BANGLADESH: Elections proffer hope for human rights
10 December 2008 12:23 pm
Bangladesh's general elections is set to take place on 29 December, after almost two years of a military-backed state of emergency. The interim government said that the elections will happen under a 'relaxed' environment. It is unclear whether that meant a "relaxed emergency or no emergency".
It was earlier scheduled for 18 December but postponed following delayed response from the Bangladesh Nationalist Party (BNP), one of the two major political parties which decided to contest the elections.
BNP ruled Bangladesh since 2001 until it handed over power to a caretaker government to conduct the general elections on 22 January 2007. However, a state of emergency was declared on 11 January 2007 by President Iajuddin Ahmed, who stepped down as chief advisor.
Later that day, a banker Fakhruddin Ahmed was appointed as the new chief adviser. This was considered by many to be a coup. On the same day, the United Nations and the European Union suspended their election monitoring operations because they felt that conditions for a credible vote did not exist. With the declaration of emergency, the general elections were stalled for an indefinite period.
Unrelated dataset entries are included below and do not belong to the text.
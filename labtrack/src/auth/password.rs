//! Password hashing and verification.

use argon2::{
    Algorithm, Argon2, Params, Version,
    password_hash::{PasswordHash, PasswordHasher, PasswordVerifier, SaltString, rand_core::OsRng},
};

use crate::errors::Error;

/// Argon2 hashing parameters.
#[derive(Debug, Clone, Copy)]
pub struct Argon2Params {
    pub memory_kib: u32,
    pub iterations: u32,
    pub parallelism: u32,
}

impl Argon2Params {
    /// Create Argon2 instance with these parameters.
    fn to_argon2(self) -> Result<Argon2<'static>, Error> {
        let params = Params::new(self.memory_kib, self.iterations, self.parallelism, None).map_err(|e| Error::Internal {
            operation: format!("create argon2 params: {e}"),
        })?;

        Ok(Argon2::new(Algorithm::Argon2id, Version::V0x13, params))
    }
}

impl Default for Argon2Params {
    /// Secure defaults for production (Argon2id RFC recommendations)
    fn default() -> Self {
        Self {
            memory_kib: 19456, // 19 MB
            iterations: 2,
            parallelism: 1,
        }
    }
}

/// Hash a string using Argon2.
///
/// Uses the provided parameters or secure defaults if None.
pub fn hash_string_with_params(input: &str, params: Option<Argon2Params>) -> Result<String, Error> {
    let salt = SaltString::generate(&mut OsRng);
    let argon2 = if let Some(p) = params {
        p.to_argon2()?
    } else {
        Argon2Params::default().to_argon2()?
    };

    let hash = argon2.hash_password(input.as_bytes(), &salt).map_err(|e| Error::Internal {
        operation: format!("hash string: {e}"),
    })?;

    Ok(hash.to_string())
}

/// Hash a string using Argon2 with default secure parameters.
pub fn hash_string(input: &str) -> Result<String, Error> {
    hash_string_with_params(input, None)
}

/// Verify a string against a hash.
///
/// Note: Verification uses the parameters embedded in the hash itself.
pub fn verify_string(input: &str, hash: &str) -> Result<bool, Error> {
    let parsed_hash = PasswordHash::new(hash).map_err(|e| Error::Internal {
        operation: format!("parse hash: {e}"),
    })?;

    // Verification always uses params from the hash
    let argon2 = Argon2::default();
    Ok(argon2.verify_password(input.as_bytes(), &parsed_hash).is_ok())
}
The state of emergency was welcomed by a large section of the society in the beginning, including several civil society organizations. Vowing to clean the political system of corruption, the interim government arrested many high-profile leaders.
However, it begun to militarize public institutions while implementing emergency rules, which at last cast a doubt of the government's motives and procedures.
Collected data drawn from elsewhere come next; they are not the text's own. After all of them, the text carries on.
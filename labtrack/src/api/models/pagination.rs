//! Shared pagination types for API query parameters.
//!
//! All list endpoints use offset-based pagination with `skip` and `limit`
//! parameters and return the page together with the total row count. Offsets
//! are not stable under concurrent writes; that is a known limitation of the
//! trust level here, not something this layer papers over.

use serde::{Deserialize, Serialize};
use serde_with::{DisplayFromStr, serde_as};
use utoipa::{IntoParams, ToSchema};

/// Default number of items to return per page.
pub const DEFAULT_LIMIT: i64 = 100;

/// Standard pagination parameters for list endpoints.
///
/// - `skip`: Number of items to skip (default: 0)
/// - `limit`: Maximum items to return (default: 100, no upper bound)
///
/// The `DisplayFromStr` round-trip is load-bearing: these params reach
/// handlers through `#[serde(flatten)]`, where query values arrive as
/// strings.
#[serde_as]
#[derive(Debug, Default, Deserialize, IntoParams, ToSchema)]
pub struct Pagination {
    /// Number of items to skip (default: 0)
    #[param(default = 0, minimum = 0)]
    #[serde_as(as = "Option<DisplayFromStr>")]
    pub skip: Option<i64>,

    /// Maximum number of items to return (default: 100)
    #[param(default = 100, minimum = 0)]
    #[serde_as(as = "Option<DisplayFromStr>")]
    pub limit: Option<i64>,
}

impl Pagination {
    /// Get the skip value, defaulting to 0 if not specified.
    #[inline]
    pub fn skip(&self) -> i64 {
        self.skip.unwrap_or(0).max(0)
    }

    /// Get the limit value, defaulting to DEFAULT_LIMIT if not specified.
    #[inline]
    pub fn limit(&self) -> i64 {
        self.limit.unwrap_or(DEFAULT_LIMIT).max(0)
    }

    /// Get both skip and limit as a tuple, useful for destructuring.
    #[inline]
    pub fn params(&self) -> (i64, i64) {
        (self.skip(), self.limit())
    }
}

/// Generic list response wrapper: one page of results plus the total number
/// of rows matching the query before pagination.
#[derive(Debug, Clone, Serialize, Deserialize, ToSchema)]
pub struct ListResponse<T: ToSchema> {
    pub data: Vec<T>,
    pub count: i64,
}

impl<T: ToSchema> ListResponse<T> {
    pub fn new(data: Vec<T>, count: i64) -> Self {
        Self { data, count }
    }

    /// An empty page with a zero count.
    pub fn empty() -> Self {
        Self { data: vec![], count: 0 }
    }
}

#[cfg(test)]
mod tests {
    use super::*;

    #[test]
    fn test_default_values() {
        let p = Pagination::default();
        assert_eq!(p.skip(), 0);
        assert_eq!(p.limit(), DEFAULT_LIMIT);
    }

    #[test]
    fn test_negative_values_clamped() {
        let p = Pagination {
            skip: Some(-10),
            limit: Some(-5),
        };
        assert_eq!(p.skip(), 0);
        assert_eq!(p.limit(), 0);
    }

    #[test]
    fn test_params() {
        let p = Pagination {
            skip: Some(20),
            limit: Some(50),
        };
        assert_eq!(p.params(), (20, 50));
    }
}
Since the two year state of emergency, the caretaker government has installed numerous emergency laws which mostly target the opposition and civil society actors.
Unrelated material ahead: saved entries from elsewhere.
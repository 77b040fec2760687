//! API request/response models.
//!
//! DTOs are distinct from the database models in [`crate::db::models`]; the
//! conversions live on the database side so API types stay plain serde
//! structs. Update payloads distinguish "absent" from "explicitly null" with
//! `Option<Option<T>>` fields deserialized through
//! `serde_with::rust::double_option`.

use serde::{Deserialize, Serialize};
use utoipa::ToSchema;

pub mod auth;
pub mod items;
pub mod pagination;
pub mod rooms;
pub mod users;

/// Maximum length for user-supplied string fields, matching the VARCHAR(255)
/// columns.
pub const MAX_STRING_LENGTH: usize = 255;

/// Generic confirmation message
#[derive(Debug, Clone, Serialize, Deserialize, ToSchema)]
pub struct Message {
    pub message: String,
}

impl Message {
    pub fn new(message: impl Into<String>) -> Self {
        Self { message: message.into() }
    }
}

/// Reject a required string that is empty or over the column cap.
pub(crate) fn validate_required_string(field: &str, value: &str) -> Result<(), crate::errors::Error> {
    if value.is_empty() {
        return Err(crate::errors::Error::BadRequest {
            message: format!("{field} must not be empty"),
        });
    }
    validate_optional_string(field, value)
}

/// Reject a string over the column cap.
pub(crate) fn validate_optional_string(field: &str, value: &str) -> Result<(), crate::errors::Error> {
    if value.chars().count() > MAX_STRING_LENGTH {
        return Err(crate::errors::Error::BadRequest {
            message: format!("{field} must be at most {MAX_STRING_LENGTH} characters"),
        });
    }
    Ok(())
}

/// Minimal shape check for email addresses; real validation happens when the
/// address is used.
pub(crate) fn validate_email(value: &str) -> Result<(), crate::errors::Error> {
    validate_required_string("email", value)?;
    let Some((local, domain)) = value.split_once('@') else {
        return Err(crate::errors::Error::BadRequest {
            message: "email is not a valid email address".to_string(),
        });
    };
    if local.is_empty() || domain.is_empty() {
        return Err(crate::errors::Error::BadRequest {
            message: "email is not a valid email address".to_string(),
        });
    }
    Ok(())
}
The Emergency Powers Ordinance and Rules introduced extensive restrictions on civil liberties, provision for arrests and detention and speedier trial procedure in special court. The ordinance led to mass arrests; Odhikar, FORUM-ASIA's member in Bangladesh reported over 50,000 people arrested in the month of May 2008.
Under this law, officials of law enforcing agencies have the sweeping authority to make arrests without warrants. While some laws were purportedly being used to detain political leaders and other top brass figures, all of whom have until now enjoyed blanket immunity for their illegal activities, the same laws were denying justice to innocent victims who were arbitrarily detained and tortured.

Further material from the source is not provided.